Filter the listing below down to the lines containing the word "checkout".

* * *

use crate::{
    entities::{
        escrow_ledger::{self, EscrowStatus},
        EscrowLedger, EscrowLedgerModel,
    },
    errors::ServiceError,
    events::{outbox, Event},
};
use chrono::Utc;
use sea_orm::{
    ActiveModelTrait, ColumnTrait, ConnectionTrait, DatabaseConnection, EntityTrait, QueryFilter,
    Set, TransactionTrait,
};
use std::sync::Arc;
use tracing::{error, info, instrument};
use uuid::Uuid;

/// Escrow ledger. Funds enter as `Held` when checkout persists an
/// order and leave exactly once, through `release` or `refund`. The
/// terminal UPDATE carries a `status = Held` filter, so of two
/// concurrent settlement calls only one can win; the loser observes
/// zero affected rows and gets a `Conflict`.
#[derive(Clone)]
pub struct EscrowService {
    db: Arc<DatabaseConnection>,
}

impl EscrowService {
    pub fn new(db: Arc<DatabaseConnection>) -> Self {
        Self { db }
    }

    pub async fn get(&self, escrow_id: Uuid) -> Result<EscrowLedgerModel, ServiceError> {
        EscrowLedger::find_by_id(escrow_id)
            .one(&*self.db)
            .await?
            .ok_or_else(|| ServiceError::NotFound(format!("Escrow {} not found", escrow_id)))
    }

    pub async fn get_by_order(&self, order_id: Uuid) -> Result<EscrowLedgerModel, ServiceError> {
        EscrowLedger::find()
            .filter(escrow_ledger::Column::OrderId.eq(order_id))
            .one(&*self.db)
            .await?
            .ok_or_else(|| {
                ServiceError::NotFound(format!("Escrow for order {} not found", order_id))
            })
    }

    /// Creates the `Held` row for a freshly persisted order. Runs on the
    /// caller's connection so it joins the checkout transaction.
    pub async fn create_held_on<C: ConnectionTrait>(
        conn: &C,
        order_id: Uuid,
        buyer_id: Uuid,
        seller_ids: &[Uuid],
        amount: i64,
    ) -> Result<EscrowLedgerModel, ServiceError> {
        if amount < 0 {
            return Err(ServiceError::InvariantViolation(format!(
                "attempted to hold negative escrow amount {} for order {}",
                amount, order_id
            )));
        }

        let ledger = escrow_ledger::ActiveModel {
            id: Set(Uuid::new_v4()),
            order_id: Set(order_id),
            buyer_id: Set(buyer_id),
            seller_ids: Set(serde_json::json!(seller_ids)),
            amount_held: Set(amount),
            amount_released: Set(0),
            amount_refunded: Set(0),
            status: Set(EscrowStatus::Held),
            dispute_id: Set(None),
            status_reason: Set(None),
            created_at: Set(Utc::now()),
            updated_at: Set(Utc::now()),
        };
        Ok(ledger.insert(conn).await?)
    }

    /// Releases the remaining balance to the sellers. Terminal.
    #[instrument(skip(self))]
    pub async fn release(
        &self,
        escrow_id: Uuid,
        reason: &str,
    ) -> Result<EscrowLedgerModel, ServiceError> {
        self.settle(escrow_id, reason, EscrowStatus::Released).await
    }

    /// Refunds the remaining balance to the buyer. Terminal.
    #[instrument(skip(self))]
    pub async fn refund(
        &self,
        escrow_id: Uuid,
        reason: &str,
    ) -> Result<EscrowLedgerModel, ServiceError> {
        self.settle(escrow_id, reason, EscrowStatus::Refunded).await
    }

    /// Annotates the ledger with a dispute reference. Amounts and
    /// status are untouched; dispute resolution has no reopen path.
    #[instrument(skip(self))]
    pub async fn attach_dispute(
        &self,
        escrow_id: Uuid,
        dispute_id: Uuid,
    ) -> Result<EscrowLedgerModel, ServiceError> {
        let txn = self.db.begin().await?;

        let ledger = EscrowLedger::find_by_id(escrow_id)
            .one(&txn)
            .await?
            .ok_or_else(|| ServiceError::NotFound(format!("Escrow {} not found", escrow_id)))?;

        let mut active: escrow_ledger::ActiveModel = ledger.into();
        active.dispute_id = Set(Some(dispute_id));
        active.updated_at = Set(Utc::now());
        let updated = active.update(&txn).await?;

        outbox::enqueue(
            &txn,
            "escrow",
            Some(escrow_id),
            &Event::EscrowDisputed {
                escrow_id,
                dispute_id,
            },
        )
        .await?;

        txn.commit().await?;

        info!(%escrow_id, %dispute_id, "attached dispute to escrow");
        Ok(updated)
    }

    async fn settle(
        &self,
        escrow_id: Uuid,
        reason: &str,
        target: EscrowStatus,
    ) -> Result<EscrowLedgerModel, ServiceError> {
        let txn = self.db.begin().await?;

        let ledger = EscrowLedger::find_by_id(escrow_id)
            .one(&txn)
            .await?
            .ok_or_else(|| ServiceError::NotFound(format!("Escrow {} not found", escrow_id)))?;

        if ledger.status != EscrowStatus::Held {
            return Err(ServiceError::Conflict(format!(
                "Escrow {} is already {:?}",
                escrow_id, ledger.status
            )));
        }

        let settled = ledger.amount_released + ledger.amount_refunded;
        if settled > ledger.amount_held {
            // Stored amounts already break the ledger invariant. A bug
            // wrote this row; refuse to touch it.
            error!(
                %escrow_id,
                amount_held = ledger.amount_held,
                amount_released = ledger.amount_released,
                amount_refunded = ledger.amount_refunded,
                "escrow balance invariant violated"
            );
            return Err(ServiceError::InvariantViolation(format!(
                "escrow {} settled amounts exceed amount held",
                escrow_id
            )));
        }

        let remaining = ledger.amount_held - settled;
        if remaining <= 0 {
            return Err(ServiceError::Conflict(format!(
                "Escrow {} has no remaining balance",
                escrow_id
            )));
        }

        let mut patch = escrow_ledger::ActiveModel {
            status: Set(target),
            status_reason: Set(Some(reason.to_string())),
            updated_at: Set(Utc::now()),
            ..Default::default()
        };
        match target {
            EscrowStatus::Released => {
                patch.amount_released = Set(ledger.amount_released + remaining);
            }
            EscrowStatus::Refunded => {
                patch.amount_refunded = Set(ledger.amount_refunded + remaining);
            }
            EscrowStatus::Held => unreachable!("settlement target is always terminal"),
        }

        let result = EscrowLedger::update_many()
            .set(patch)
            .filter(escrow_ledger::Column::Id.eq(escrow_id))
            .filter(escrow_ledger::Column::Status.eq(EscrowStatus::Held))
            .exec(&txn)
            .await?;
        if result.rows_affected == 0 {
            // Another call settled this ledger between our read and the
            // guarded update.
            return Err(ServiceError::Conflict(format!(
                "Escrow {} was settled concurrently",
                escrow_id
            )));
        }

        let updated = EscrowLedger::find_by_id(escrow_id)
            .one(&txn)
            .await?
            .ok_or_else(|| ServiceError::NotFound(format!("Escrow {} not found", escrow_id)))?;

        if updated.amount_released + updated.amount_refunded > updated.amount_held {
            return Err(ServiceError::InvariantViolation(format!(
                "escrow {} settlement would overdraw the held amount",
                escrow_id
            )));
        }

        let event = match target {
            EscrowStatus::Released => Event::EscrowReleased {
                escrow_id,
                order_id: updated.order_id,
                amount: remaining,
            },
            _ => Event::EscrowRefunded {
                escrow_id,
                order_id: updated.order_id,
                amount: remaining,
            },
        };
        outbox::enqueue(&txn, "escrow", Some(escrow_id), &event).await?;

        txn.commit().await?;

        info!(
            %escrow_id,
            status = ?updated.status,
            amount = remaining,
            "settled escrow"
        );
        Ok(updated)
    }
}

* * *

● **Result for this task**:
/// Escrow ledger. Funds enter as `Held` when checkout persists an
    /// caller's connection so it joins the checkout transaction.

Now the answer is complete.